5 Further observations [optional]

Course: Math 535 - Mathematical Methods in Data Science (MMiDS)
Author: Sebastien Roch, Department of Mathematics, University of Wisconsin-Madison
Updated: Sep 13, 2020
Copyright: © 2020 Sebastien Roch

5.1 Orthogonality in high dimension

In high dimension, orthogonality -- or more accurately near-orthogonality -- is more common than one might expect. We show this in this section.

Let $\mathbf{X}$ be a standard Normal $d$-vector. Its joint PDF depends only on the its norm $\|\mathbf{X}\|$. So $\mathbf{Y} = \frac{\mathbf{X}}{\|\mathbf{X}\|}$ is uniformly distributed over the $(d-1)$-sphere $\mathcal{S} = \{\mathbf{x}\in \mathbb{R}^d:\|\mathbf{x}\|=1\}$, that is, the surface of the unit $d$-ball centered aroungd the origin. We write $\mathbf{Y} \sim \mathrm{U}[\mathcal{S}]$. The following theorem shows that if we take two independent samples $\mathbf{Y}_1, \mathbf{Y}_2 \sim \mathrm{U}[\mathcal{S}]$ they are likely to be nearly orthogonal when $d$ is large, that is, $|\langle\mathbf{Y}_1, \mathbf{Y}_2\rangle|$ is likely to be small. By symmetry, there is no loss of generality in taking one of the two vectors to be the north pole $\mathbf{e}_d = (0,\ldots,0,1)$. A different way to state the theorem is that most of the mass of the $(d-1)$-sphere is in a small band around the equator.
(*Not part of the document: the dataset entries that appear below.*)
#[async_trait]
impl Tool for CalendarSearchTool {
    fn kind(&self) -> ToolKind {
        ToolKind::CalendarSearch
    }

    fn description(&self) -> &str {
        "Search the user's upcoming calendar events (from now until days_ahead days later) matching a text query."
    }

    fn parameters_schema(&self) -> Value {
        schema_of::<SearchArgs>()
    }

    async fn execute(&self, args: Value) -> Result<String, ToolError> {
        let args: SearchArgs = parse_args(self.kind(), args)?;
        let service = self.0.service()?;
        let (from, to) = self.0.window(args.days_ahead);
        let limit = args.limit.unwrap_or(self.0.default_limit);
        let events = service.search(&args.query, limit, from, to).await?;
        Ok(format_events(&events))
    }
}

#[derive(Debug, Deserialize, JsonSchema)]
struct UpcomingArgs {
    /// Number of events to return
    #[serde(default)]
    limit: Option<usize>,
}

pub struct CalendarUpcomingTool(CalendarTools);

#[async_trait]
impl Tool for CalendarUpcomingTool {
    fn kind(&self) -> ToolKind {
        ToolKind::CalendarUpcoming
    }

    fn description(&self) -> &str {
        "List the user's next calendar events ordered by start time."
    }

    fn parameters_schema(&self) -> Value {
        schema_of::<UpcomingArgs>()
    }

    async fn execute(&self, args: Value) -> Result<String, ToolError> {
        let args: UpcomingArgs = parse_args(self.kind(), args)?;
        let service = self.0.service()?;
        let events = service
            .upcoming(args.limit.unwrap_or(self.0.default_limit))
            .await?;
        Ok(format_events(&events))
    }
}

#[derive(Debug, Deserialize, JsonSchema)]
struct CreateArgs {
    /// Event title
    summary: String,
    /// Start time in natural language, e.g. "8th Sep 2025 at 23:30" or "tomorrow 9am"
    start: String,
    /// End time in natural language; defaults to one hour after start
    #[serde(default)]
    end: Option<String>,
    /// IANA timezone name, e.g. "Asia/Kolkata"
    #[serde(default)]
    timezone: Option<String>,
}

pub struct CalendarCreateTool(CalendarTools);

#[async_trait]
impl Tool for CalendarCreateTool {
    fn kind(&self) -> ToolKind {
        ToolKind::CalendarCreate
    }

    fn description(&self) -> &str {
        "Create a calendar event. Start and end may be natural language; end defaults to one hour after start."
    }

    fn parameters_schema(&self) -> Value {
        schema_of::<CreateArgs>()
    }

    async fn execute(&self, args: Value) -> Result<String, ToolError> {
        let kind = self.kind();
        let args: CreateArgs = parse_args(kind, args)?;
        let tz_name = args
            .timezone
            .as_deref()
            .filter(|t| !t.trim().is_empty())
            .unwrap_or(&self.0.default_timezone);
        let tz = parse_timezone(tz_name).map_err(|e| date_error(kind, e))?;
        let now = self.0.now().with_timezone(&tz);

        let start = parse_natural_datetime(&args.start, tz, now).map_err(|e| date_error(kind, e))?;
        let end = match args.end.as_deref().filter(|e| !e.trim().is_empty()) {
            Some(end) => parse_natural_datetime(end, tz, now).map_err(|e| date_error(kind, e))?,
            None => start + Duration::hours(1),
        };
        if end <= start {
            return Err(ToolError::InvalidArguments {
                tool: kind.name().to_string(),
                reason: "end must be after start".to_string(),
            });
        }

        let service = self.0.service()?;
        let event = NewEvent {
            summary: args.summary,
            start,
            end,
        };
        let created = service.create(&event).await?;
        Ok(format!(
            "Event '{}' created: {} to {} ({}) (id: {})",
            event.summary,
            start.to_rfc3339_opts(SecondsFormat::Secs, false),
            end.to_rfc3339_opts(SecondsFormat::Secs, false),
            tz.name(),
            created.id
        ))
    }
}

#[derive(Debug, Deserialize, JsonSchema)]
struct DeleteArgs {
    /// Summary (title) of the event to delete
    summary: String,
    /// How many days ahead to look for the event (default 30)
    #[serde(default)]
    days_ahead: Option<i64>,
}

pub struct CalendarDeleteTool(CalendarTools);

#[async_trait]
impl Tool for CalendarDeleteTool {
    fn kind(&self) -> ToolKind {
        ToolKind::CalendarDelete
    }

    fn description(&self) -> &str {
        "Delete the first upcoming calendar event whose title contains the given summary."
    }

    fn parameters_schema(&self) -> Value {
        schema_of::<DeleteArgs>()
    }

    async fn execute(&self, args: Value) -> Result<String, ToolError> {
        let args: DeleteArgs = parse_args(self.kind(), args)?;
        let needle = args.summary.trim().to_lowercase();
        if needle.is_empty() {
            return Err(ToolError::InvalidArguments {
                tool: self.kind().name().to_string(),
                reason: "summary is empty".to_string(),
            });
        }
        let service = self.0.service()?;
        let (from, to) = self.0.window(args.days_ahead);
        let candidates = service
            .search(&args.summary, DELETE_CANDIDATES, from, to)
            .await?;
        let matches: Vec<&CalendarEvent> = candidates
            .iter()
            .filter(|e| e.summary.to_lowercase().contains(&needle))
            .collect();

        let Some(first) = matches.first() else {
            return Err(ToolError::Failed(format!(
                "No event matching '{}' found in the next {} days",
                args.summary,
                (to - from).num_days()
            )));
        };
        service.delete(&first.id).await?;

        let mut out = format!("Deleted event '{}' at {} (id: {})", first.summary, first.start, first.id);
        if matches.len() > 1 {
            tracing::warn!(
                summary = %args.summary,
                matches = matches.len(),
                "several events matched, deleted the earliest"
            );
            out.push_str(&format!(
                "\nNote: {} other event(s) also matched '{}' and were left untouched.",
                matches.len() - 1,
                args.summary
            ));
        }
        Ok(out)
    }
}

#[cfg(test)]
mod tests {
    use super::*;
    use crate::services::ServiceError;
    use chrono::TimeZone;
    use chrono_tz::Tz;
    use serde_json::json;
    use std::sync::Mutex;

    #[derive(Default)]
    struct FakeCalendar {
        events: Vec<CalendarEvent>,
        created: Mutex<Vec<NewEvent>>,
        deleted: Mutex<Vec<String>>,
        searches: Mutex<Vec<(DateTime<Utc>, DateTime<Utc>)>>,
    }

    #[async_trait]
    impl CalendarService for FakeCalendar {
        async fn upcoming(&self, limit: usize) -> Result<Vec<CalendarEvent>, ServiceError> {
            Ok(self.events.iter().take(limit).cloned().collect())
        }

        async fn search(
            &self,
            _query: &str,
            limit: usize,
            from: DateTime<Utc>,
            to: DateTime<Utc>,
        ) -> Result<Vec<CalendarEvent>, ServiceError> {
            self.searches.lock().unwrap().push((from, to));
            Ok(self.events.iter().take(limit).cloned().collect())
        }

        async fn create(&self, event: &NewEvent) -> Result<CalendarEvent, ServiceError> {
            self.created.lock().unwrap().push(event.clone());
            Ok(event_named("new-1", &event.summary))
        }

        async fn delete(&self, event_id: &str) -> Result<(), ServiceError> {
            self.deleted.lock().unwrap().push(event_id.to_string());
            Ok(())
        }
    }

    fn event_named(id: &str, summary: &str) -> CalendarEvent {
        CalendarEvent {
            id: id.into(),
            summary: summary.into(),
            start: "2025-09-10T10:00:00Z".into(),
            end: None,
            location: None,
            description: None,
        }
    }

    fn now() -> DateTime<Utc> {
        Utc.with_ymd_and_hms(2025, 9, 1, 6, 0, 0).unwrap()
    }

    fn tools(fake: Arc<FakeCalendar>) -> CalendarTools {
        CalendarTools::new(Some(fake), 10, 30, "UTC").with_now(now())
    }

    #[tokio::test]
    async fn test_create_defaults_end_to_one_hour() {
        let fake = Arc::new(FakeCalendar::default());
        let tool = tools(fake.clone()).create();
        let out = tool
            .execute(json!({
                "summary": "Suit diagnostics",
                "start": "8th Sep 2025 at 23:30",
                "timezone": "Asia/Kolkata"
            }))
            .await
            .unwrap();

        let created = fake.created.lock().unwrap();
        let event = &created[0];
        let kolkata: Tz = "Asia/Kolkata".parse().unwrap();
        assert_eq!(event.start, kolkata.with_ymd_and_hms(2025, 9, 8, 23, 30, 0).unwrap());
        assert_eq!(event.end - event.start, Duration::hours(1));
        assert_eq!(event.end.timezone(), kolkata);
        assert_eq!(event.start.timezone(), kolkata);
        assert!(out.contains("2025-09-08T23:30:00+05:30 to 2025-09-09T00:30:00+05:30 (Asia/Kolkata)"));
    }

    #[tokio::test]
    async fn test_create_with_explicit_end_and_default_timezone() {
        let fake = Arc::new(FakeCalendar::default());
        let tool = tools(fake.clone()).create();
        tool.execute(json!({"summary": "Lab", "start": "tomorrow 9am", "end": "tomorrow 11:30"}))
            .await
            .unwrap();
        let event = fake.created.lock().unwrap()[0].clone();
        assert_eq!(event.start.to_rfc3339(), "2025-09-02T09:00:00+00:00");
        assert_eq!(event.end - event.start, Duration::minutes(150));
    }

    #[tokio::test]
    async fn test_create_rejects_bad_dates() {
        let fake = Arc::new(FakeCalendar::default());
        let tool = tools(fake.clone()).create();
        for args in [
            json!({"summary": "x", "start": "sometime soon"}),
            json!({"summary": "x", "start": "8th Sep 2025"}),
            json!({"summary": "x", "start": "8th Sep 2025 at 23:30", "timezone": "Mars/Base"}),
            json!({"summary": "x", "start": "8th Sep 2025 at 23:30", "end": "8th Sep 2025 at 22:00"}),
        ] {
            let err = tool.execute(args).await.unwrap_err();
            assert!(matches!(err, ToolError::InvalidArguments { .. }), "{err}");
        }
        assert!(fake.created.lock().unwrap().is_empty());
    }

    #[tokio::test]
    async fn test_search_uses_window() {
        let fake = Arc::new(FakeCalendar {
            events: vec![event_named("e1", "Board meeting")],
            ..Default::default()
        });
        let out = tools(fake.clone())
            .search()
            .execute(json!({"query": "board", "days_ahead": 7}))
            .await
            .unwrap();
        assert_eq!(out, "- 2025-09-10T10:00:00Z | Board meeting (id: e1)");
        let (from, to) = fake.searches.lock().unwrap()[0];
        assert_eq!(from, now());
        assert_eq!(to - from, Duration::days(7));
    }

    #[tokio::test]
    async fn test_delete_first_match_case_insensitive() {
        let fake = Arc::new(FakeCalendar {
            events: vec![
                event_named("e0", "Lunch"),
                event_named("e1", "Board Meeting"),
                event_named("e2", "board meeting follow-up"),
            ],
            ..Default::default()
        });
        let out = tools(fake.clone())
            .delete()
            .execute(json!({"summary": "board meeting"}))
            .await
            .unwrap();
        assert_eq!(fake.deleted.lock().unwrap().as_slice(), ["e1".to_string()]);
        assert!(out.starts_with("Deleted event 'Board Meeting'"));
        assert!(out.contains("1 other event(s) also matched"));
    }

    #[tokio::test]
    async fn test_delete_without_match() {
        let fake = Arc::new(FakeCalendar {
            events: vec![event_named("e0", "Lunch")],
            ..Default::default()
        });
        let err = tools(fake.clone())
            .delete()
            .execute(json!({"summary": "gala"}))
            .await
            .unwrap_err();
        assert_eq!(
            err,
            ToolError::Failed("No event matching 'gala' found in the next 30 days".into())
        );
        assert!(fake.deleted.lock().unwrap().is_empty());
    }

    #[tokio::test]
    async fn test_unavailable() {
        let tools = CalendarTools::new(None, 10, 30, "UTC");
        assert_eq!(
            tools.upcoming().execute(json!({})).await,
            Err(ToolError::ServiceUnavailable("Google Calendar"))
        );
    }
}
Theorem (Orthogonality in High Dimension): Let $\mathcal{S} = \{\mathbf{x}\in \mathbb{R}^d:\|\mathbf{x}\|=1\}$ and $\mathbf{Y} \sim \mathrm{U}[\mathcal{S}]$. Then for any $\varepsilon > 0$, as $d \to +\infty$,

$$ \mathbb{P}[|\langle\mathbf{Y}, \mathbf{e}_d\rangle| \geq \varepsilon] \to 0. $$

Proof idea: We write $\mathbf{Y}$ in terms of a standard Normal. Its squared norm is a sum of independent random variables. After bringing it to the numerator, we can apply Chebyshev.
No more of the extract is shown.